**Problem to work on:**
From the listing below, set down exactly the lines between the one holding "#[derive(Parser)]" and the one holding "#[arg(long, global = true)]", inclusive. No other line is wanted.

**Raw data:**

▽

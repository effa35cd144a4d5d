//! MySpots CLI
//!
//! Command-line interface for MySpots - personal points-of-interest catalog
//! with KML export.

use std::path::PathBuf;

use anyhow::Result;
use clap::{Parser, Subcommand};
use tracing_subscriber::EnvFilter;

use myspots_core::Config;

mod commands;
mod output;

use output::{Output, OutputFormat};

#[derive(Parser)]
#[command(name = "myspots")]
#[command(about = "MySpots - catalog places you care about and export them to KML")]
#[command(version)]
#[command(propagate_version = true)]
struct Cli {
    /// Output as JSON
    #[arg(long, global = true)]
    json: bool,

    /// Quiet mode - minimal output
    #[arg(short, long, global = true)]
    quiet: bool,

    #[command(subcommand)]
    command: Commands,
}

#[derive(Subcommand)]
enum Commands {
    /// Search the places API and add selected results to the store
    AddPlace {
        /// Search query
        #[arg(short = 'Q', long)]
        query: String,
        /// Location to search around (gets geocoded)
        #[arg(short, long)]
        location: Option<String>,
        /// Radius around the location, in meters
        #[arg(short, long)]
        radius: Option<u32>,
        /// Add every search result without prompting for a selection
        #[arg(long)]
        all: bool,
    },
    /// Export the catalog as KML
    Export {
        /// Disable per-category styling; every marker gets the fallback pin
        #[arg(long)]
        no_styles: bool,
        /// Start every folder hidden (the root document stays visible)
        #[arg(long)]
        default_invisible: bool,
        /// Nest folders by category parent/child relation
        #[arg(long)]
        hierarchical: bool,
        /// Sort places oldest-first for stable marker order across runs
        #[arg(long)]
        oldest_first: bool,
        /// Write KML here instead of stdout
        #[arg(short, long)]
        output: Option<PathBuf>,
    },
    /// Show or set configuration
    Config {
        #[command(subcommand)]
        command: Option<ConfigCommands>,
    },
}

#[derive(Subcommand, Clone)]
enum ConfigCommands {
    /// Show current configuration
    Show,
    /// Set a configuration value
    Set {
        /// Configuration key (google_api_key, airtable_api_key, airtable_base_id, ...)
        key: String,
        /// Configuration value
        value: String,
    },
}

/// Initialize logging if MYSPOTS_LOG is set
///
/// Logs go to stderr so stdout stays clean for KML output.
fn init_logging() {
    let Ok(log_level) = std::env::var("MYSPOTS_LOG") else {
        return;
    };

    let env_filter = EnvFilter::new(format!(
        "myspots_core={},myspots_cli={}",
        log_level, log_level
    ));

    let _ = tracing_subscriber::fmt()
        .with_env_filter(env_filter)
        .with_target(false)
        .with_writer(std::io::stderr)
        .try_init();
}

#[tokio::main]
async fn main() -> Result<()> {
    init_logging();

    let cli = Cli::parse();
    let output = Output::new(OutputFormat::from_flags(cli.json, cli.quiet));

    // Config commands don't need credentials
    if let Commands::Config { command } = &cli.command {
        return match command.clone() {
            Some(ConfigCommands::Show) | None => commands::config::show(&output),
            Some(ConfigCommands::Set { key, value }) => {
                commands::config::set(key, value, &output)
            }
        };
    }

    let config = Config::load()?;

    match cli.command {
        Commands::AddPlace {
            query,
            location,
            radius,
            all,
        } => commands::place::add(&config, query, location, radius, all, &output).await,
        Commands::Export {
            no_styles,
            default_invisible,
            hierarchical,
            oldest_first,
            output: output_path,
        } => {
            let args = commands::export::ExportArgs {
                no_styles,
                default_invisible,
                hierarchical,
                oldest_first,
                output_path,
            };
            commands::export::run(&config, args, &output).await
        }
        Commands::Config { .. } => unreachable!(), // Handled above
    }
}
//! People and the roster.
//!
//! Every person is identified by a 1-based integer id derived from their
//! position in the roster: the male list comes first (`1..=M`), then the
//! female list (`M+1..=M+F`). Gender is therefore a pure function of the id
//! and can never drift out of sync with the name lists.

use serde::{Deserialize, Serialize};
use std::collections::BTreeSet;

use crate::error::RosterError;

/// Stable 1-based person identifier.
pub type PersonId = u32;

/// Gender derived from the id range.
#[derive(Debug, Clone, Copy, PartialEq, Eq, Hash, Serialize, Deserialize)]
pub enum Gender {
    Male,
    Female,
}

impl Gender {
    /// Single-letter code used in distribution logs.
    pub fn code(self) -> char {
        match self {
            Gender::Male => 'M',
            Gender::Female => 'F',
        }
    }
}

/// The population to seat, with role flags keyed by id.
///
/// # Example
///
/// ```
/// use u_seating::models::{Gender, Roster};
///
/// let roster = Roster::new(vec!["Alan".into(), "Bob".into()], vec!["Cleo".into()])
///     .with_leader(1)
///     .with_boarder(3);
///
/// assert_eq!(roster.gender(2), Gender::Male);
/// assert_eq!(roster.gender(3), Gender::Female);
/// assert_eq!(roster.id_of("Cleo"), Some(3));
/// assert!(roster.is_leader(1));
/// ```
#[derive(Debug, Clone, Default, Serialize, Deserialize)]
pub struct Roster {
    male_names: Vec<String>,
    female_names: Vec<String>,
    leaders: BTreeSet<PersonId>,
    boarders: BTreeSet<PersonId>,
}

impl Roster {
    /// Creates a roster from the ordered male and female name lists.
    pub fn new(male_names: Vec<String>, female_names: Vec<String>) -> Self {
        Self {
            male_names,
            female_names,
            leaders: BTreeSet::new(),
            boarders: BTreeSet::new(),
        }
    }

    /// Creates a roster with generated names (`M1..`, `F1..`).
    pub fn anonymous(males: usize, females: usize) -> Self {
        Self::new(
            (1..=males).map(|i| format!("M{i}")).collect(),
            (1..=females).map(|i| format!("F{i}")).collect(),
        )
    }

    /// Marks a person as a group leader.
    pub fn with_leader(mut self, id: PersonId) -> Self {
        self.leaders.insert(id);
        self
    }

    /// Marks several people as group leaders.
    pub fn with_leaders(mut self, ids: impl IntoIterator<Item = PersonId>) -> Self {
        self.leaders.extend(ids);
        self
    }

    /// Marks a person as a boarder.
    pub fn with_boarder(mut self, id: PersonId) -> Self {
        self.boarders.insert(id);
        self
    }

    /// Marks several people as boarders.
    pub fn with_boarders(mut self, ids: impl IntoIterator<Item = PersonId>) -> Self {
        self.boarders.extend(ids);
        self
    }

    /// Marks the person with this name as a leader.
    pub fn mark_leader(&mut self, name: &str) -> Result<PersonId, RosterError> {
        let id = self.require_id(name)?;
        self.leaders.insert(id);
        Ok(id)
    }

    /// Marks the person with this name as a boarder.
    pub fn mark_boarder(&mut self, name: &str) -> Result<PersonId, RosterError> {
        let id = self.require_id(name)?;
        self.boarders.insert(id);
        Ok(id)
    }

    /// Number of male people (`M`).
    pub fn male_count(&self) -> usize {
        self.male_names.len()
    }

    /// Number of female people (`F`).
    pub fn female_count(&self) -> usize {
        self.female_names.len()
    }

    /// Total population.
    pub fn len(&self) -> usize {
        self.male_names.len() + self.female_names.len()
    }

    /// Whether the roster is empty.
    pub fn is_empty(&self) -> bool {
        self.len() == 0
    }

    /// All ids in ascending order.
    pub fn ids(&self) -> impl Iterator<Item = PersonId> {
        1..=self.len() as PersonId
    }

    /// Whether `id` belongs to this roster.
    #[inline]
    pub fn contains(&self, id: PersonId) -> bool {
        id >= 1 && (id as usize) <= self.len()
    }

    /// Gender of a person. Ids outside the male range count as female.
    #[inline]
    pub fn gender(&self, id: PersonId) -> Gender {
        if id >= 1 && (id as usize) <= self.male_names.len() {
            Gender::Male
        } else {
            Gender::Female
        }
    }

    /// Name of a person.
    pub fn name(&self, id: PersonId) -> Option<&str> {
        if !self.contains(id) {
            return None;
        }
        let idx = id as usize - 1;
        let m = self.male_names.len();
        if idx < m {
            Some(self.male_names[idx].as_str())
        } else {
            Some(self.female_names[idx - m].as_str())
        }
    }

    /// Name for log output, falling back to `#id`.
    pub fn label(&self, id: PersonId) -> String {
        match self.name(id) {
            Some(name) => name.to_string(),
            None => format!("#{id}"),
        }
    }

    /// Comma-separated labels, e.g. `"Ari, Ben"`.
    pub fn label_list(&self, ids: &[PersonId]) -> String {
        ids.iter()
            .map(|&p| self.label(p))
            .collect::<Vec<_>>()
            .join(", ")
    }

    /// Id of the first person with this name.
    pub fn id_of(&self, name: &str) -> Option<PersonId> {
        self.male_names
            .iter()
            .chain(self.female_names.iter())
            .position(|n| n == name)
            .map(|i| i as PersonId + 1)
    }

    /// Like [`id_of`](Self::id_of) but returns an error for unknown names.
    pub fn require_id(&self, name: &str) -> Result<PersonId, RosterError> {
        self.id_of(name)
            .ok_or_else(|| RosterError::UnknownName(name.to_string()))
    }

    /// Names that appear more than once.
    pub fn duplicate_names(&self) -> Vec<&str> {
        let mut seen = BTreeSet::new();
        let mut dups = BTreeSet::new();
        for name in self.male_names.iter().chain(self.female_names.iter()) {
            if !seen.insert(name.as_str()) {
                dups.insert(name.as_str());
            }
        }
        dups.into_iter().collect()
    }

    /// Whether the person is a leader.
    #[inline]
    pub fn is_leader(&self, id: PersonId) -> bool {
        self.leaders.contains(&id)
    }

    /// Whether the person is a boarder.
    #[inline]
    pub fn is_boarder(&self, id: PersonId) -> bool {
        self.boarders.contains(&id)
    }

    /// Leader ids in ascending order.
    pub fn leaders(&self) -> impl Iterator<Item = PersonId> + '_ {
        self.leaders.iter().copied()
    }

    /// Boarder ids in ascending order.
    pub fn boarders(&self) -> impl Iterator<Item = PersonId> + '_ {
        self.boarders.iter().copied()
    }
}

#[cfg(test)]
mod tests {
    use super::*;

    fn sample() -> Roster {
        Roster::new(
            vec!["Ari".into(), "Ben".into(), "Cai".into()],
            vec!["Dana".into(), "Eve".into()],
        )
    }

    #[test]
    fn test_ids_and_gender() {
        let r = sample();
        assert_eq!(r.len(), 5);
        assert_eq!(r.male_count(), 3);
        assert_eq!(r.female_count(), 2);
        assert_eq!(r.ids().collect::<Vec<_>>(), vec![1, 2, 3, 4, 5]);
        assert_eq!(r.gender(1), Gender::Male);
        assert_eq!(r.gender(3), Gender::Male);
        assert_eq!(r.gender(4), Gender::Female);
        assert_eq!(r.gender(5), Gender::Female);
        assert!(!r.contains(0));
        assert!(!r.contains(6));
    }

    #[test]
    fn test_names() {
        let r = sample();
        assert_eq!(r.name(1), Some("Ari"));
        assert_eq!(r.name(4), Some("Dana"));
        assert_eq!(r.name(9), None);
        assert_eq!(r.label(9), "#9");
        assert_eq!(r.label_list(&[1, 9, 4]), "Ari, #9, Dana");
        assert_eq!(r.id_of("Eve"), Some(5));
        assert_eq!(r.id_of("Zed"), None);
        assert_eq!(
            r.require_id("Zed"),
            Err(RosterError::UnknownName("Zed".into()))
        );
    }

    #[test]
    fn test_roles_by_id_and_name() {
        let mut r = sample().with_leader(2).with_boarders([4, 5]);
        assert!(r.is_leader(2));
        assert!(!r.is_leader(1));
        assert_eq!(r.mark_leader("Dana"), Ok(4));
        assert!(r.is_leader(4));
        assert!(r.mark_boarder("Nobody").is_err());
        assert_eq!(r.leaders().collect::<Vec<_>>(), vec![2, 4]);
        assert_eq!(r.boarders().collect::<Vec<_>>(), vec![4, 5]);
    }

    #[test]
    fn test_duplicate_names() {
        let r = Roster::new(vec!["Sam".into(), "Lee".into()], vec!["Sam".into()]);
        assert_eq!(r.duplicate_names(), vec!["Sam"]);
        assert!(sample().duplicate_names().is_empty());
    }

    #[test]
    fn test_anonymous() {
        let r = Roster::anonymous(2, 1);
        assert_eq!(r.name(2), Some("M2"));
        assert_eq!(r.name(3), Some("F1"));
    }
}
//! Seating engine.
//!
//! # Algorithm
//!
//! 1. Validate inputs (issues are logged, only "no enabled group" aborts).
//! 2. Pin fixed seats, displacing non-fixed occupants. Only people seated
//!    at their pin count as fixed from here on.
//! 3. Seat must-together requirements, one claimed group each.
//! 4. Fill the rest by gender targets, leftovers round-robin.
//! 5. Deduplicate leaders (bounded).
//! 6. Order each group males first, females last, around fixed seats.
//! 7. Repair must-separate sets by same-gender swaps (bounded).
//! 8. Balance boarders by same-gender swaps (bounded).
//! 9. Move fixed people onto their pins via swap chains, restore the seat
//!    order of groups the chains disturbed, verify, and compact.
//!
//! Greedy with bounded repair: it never backtracks, so infeasible or
//! conflicting requirements end as logged violations, not errors.
//!
//! # Complexity
//! Dominated by the optimizer: O(P · S²) for P fixed seats and S seats.

use rand::rngs::StdRng;
use rand::{Rng, SeedableRng};
use serde::{Deserialize, Serialize};

use super::arrangement::{arrange_all, arrange_group};
use super::balancing::{balance_boarders, balance_leaders, repair_must_separate, Convergence};
use super::placement::{fill_by_gender, place_fixed_positions, place_must_together};
use crate::config::EngineConfig;
use crate::error::AssignError;
use crate::log::{Phase, RunLog};
use crate::models::{
    is_males_first, CapacityTable, ConstraintSet, FixedPositions, Layout, PersonId, Roster,
};
use crate::validation::validate_input;
use crate::verification::{
    honored_pins, optimize_fixed_positions, verify, OptimizeStats, VerificationReport,
};

/// Input container for one assignment run.
#[derive(Debug, Clone, Default, Serialize, Deserialize)]
pub struct SeatingRequest {
    /// People to seat.
    pub roster: Roster,
    /// Must-together and must-separate requirements.
    pub constraints: ConstraintSet,
    /// Group capacities.
    pub capacities: CapacityTable,
    /// Pinned seats.
    pub fixed: FixedPositions,
}

impl SeatingRequest {
    /// Creates a request with no requirements and no fixed seats.
    pub fn new(roster: Roster, capacities: CapacityTable) -> Self {
        Self {
            roster,
            constraints: ConstraintSet::new(),
            capacities,
            fixed: FixedPositions::new(),
        }
    }

    /// Sets the requirements.
    pub fn with_constraints(mut self, constraints: ConstraintSet) -> Self {
        self.constraints = constraints;
        self
    }

    /// Sets the fixed seats.
    pub fn with_fixed(mut self, fixed: FixedPositions) -> Self {
        self.fixed = fixed;
        self
    }
}

/// Result of one assignment run.
#[derive(Debug, Clone, Serialize, Deserialize)]
pub struct SeatingOutcome {
    /// Final layout, empty seats removed.
    pub layout: Layout,
    /// Every decision of the run, in order.
    pub log: RunLog,
    /// Verification of the layout before compaction.
    pub verification: VerificationReport,
    /// Fixed-seat optimizer counts.
    pub optimize: OptimizeStats,
    /// How leader deduplication ended.
    pub leader_balance: Convergence,
    /// How must-separate repair ended.
    pub separate_repair: Convergence,
    /// How boarder balancing ended.
    pub boarder_balance: Convergence,
}

impl SeatingOutcome {
    /// Occupant ids per group.
    pub fn rows(&self) -> Vec<Vec<PersonId>> {
        self.layout.to_rows()
    }
}

/// Constraint-driven seating engine.
///
/// Stateless between runs; all randomness comes from the caller's RNG.
///
/// # Example
///
/// ```
/// use u_seating::assignment::{SeatingEngine, SeatingRequest};
/// use u_seating::models::{CapacityTable, ConstraintSet, Roster};
///
/// let roster = Roster::anonymous(3, 3);
/// let request = SeatingRequest::new(roster, CapacityTable::uniform(2, 3))
///     .with_constraints(ConstraintSet::new().with_separate(vec![1, 2]));
///
/// let outcome = SeatingEngine::new().assign_seeded(&request, 42).unwrap();
/// assert_eq!(outcome.layout.seated_count(), 6);
/// assert!(outcome.verification.passed());
/// ```
#[derive(Debug, Clone, Default)]
pub struct SeatingEngine {
    config: EngineConfig,
}

impl SeatingEngine {
    /// Creates an engine with the default configuration.
    pub fn new() -> Self {
        Self::default()
    }

    /// Sets the configuration.
    pub fn with_config(mut self, config: EngineConfig) -> Self {
        self.config = config;
        self
    }

    /// The active configuration.
    pub fn config(&self) -> &EngineConfig {
        &self.config
    }

    /// Runs an assignment with a reproducible `StdRng`.
    pub fn assign_seeded(
        &self,
        request: &SeatingRequest,
        seed: u64,
    ) -> Result<SeatingOutcome, AssignError> {
        let mut rng = StdRng::seed_from_u64(seed);
        self.assign(request, &mut rng)
    }

    /// Runs an assignment.
    ///
    /// Fails only when no group is enabled. Every other problem is logged
    /// and the best layout found is returned.
    pub fn assign<R: Rng + ?Sized>(
        &self,
        request: &SeatingRequest,
        rng: &mut R,
    ) -> Result<SeatingOutcome, AssignError> {
        let SeatingRequest {
            roster,
            constraints,
            capacities,
            fixed,
        } = request;

        let span = tracing::info_span!(
            "assign",
            people = roster.len(),
            groups = capacities.enabled_count()
        );
        let _guard = span.enter();

        if capacities.enabled_count() == 0 {
            tracing::error!("no group is enabled");
            return Err(AssignError::NoEnabledGroups);
        }

        let mut log = RunLog::new();
        if let Err(errors) = validate_input(roster, constraints, capacities, fixed) {
            for e in errors {
                log.warn(Phase::Validate, e.message);
            }
        }

        let mut layout = Layout::from_capacities(capacities);
        log.info(
            Phase::Fixed,
            format!(
                "seating {} people ({} M, {} F) into {} group(s), {} seat(s)",
                roster.len(),
                roster.male_count(),
                roster.female_count(),
                layout.group_count(),
                capacities.total_seats()
            ),
        );

        let fixed_people = place_fixed_positions(&mut layout, roster, fixed, &mut log);
        let constrained =
            place_must_together(&mut layout, roster, constraints, &fixed_people, rng, &mut log);
        fill_by_gender(&mut layout, roster, capacities, &constrained, rng, &mut log);

        let leader_balance = balance_leaders(
            &mut layout,
            roster,
            &fixed_people,
            self.config.max_leader_iterations,
            rng,
            &mut log,
        );
        arrange_all(&mut layout, roster, &fixed_people, rng, &mut log);
        let separate_repair = repair_must_separate(
            &mut layout,
            roster,
            constraints,
            &fixed_people,
            self.config.max_separate_passes,
            rng,
            &mut log,
        );
        let boarder_balance = balance_boarders(
            &mut layout,
            roster,
            &fixed_people,
            self.config.max_boarder_iterations,
            &mut log,
        );

        let optimize = optimize_fixed_positions(&mut layout, roster, fixed, &mut log);
        let pinned = honored_pins(&layout, fixed);
        for gi in 0..layout.group_count() {
            let group = &layout.groups()[gi];
            let loose = group
                .occupants()
                .filter(|p| !pinned.contains(p))
                .map(|p| roster.gender(p));
            if !is_males_first(loose) {
                let number = group.number;
                arrange_group(&mut layout, gi, roster, &pinned, rng);
                log.info(
                    Phase::Optimize,
                    format!(
                        "group {number} re-ordered: {}",
                        layout.groups()[gi].gender_pattern(roster)
                    ),
                );
            }
        }

        let verification = verify(&layout, roster, constraints, fixed);
        verification.write_to(&mut log);
        layout.compact();

        tracing::info!(
            seated = layout.seated_count(),
            failures = verification.failures().count(),
            "assignment finished"
        );

        Ok(SeatingOutcome {
            layout,
            log,
            verification,
            optimize,
            leader_balance,
            separate_repair,
            boarder_balance,
        })
    }
}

△

**Task solution:**
#[derive(Parser)]
#[command(name = "myspots")]
#[command(about = "MySpots - catalog places you care about and export them to KML")]
#[command(version)]
#[command(propagate_version = true)]
struct Cli {
    /// Output as JSON
    #[arg(long, global = true)]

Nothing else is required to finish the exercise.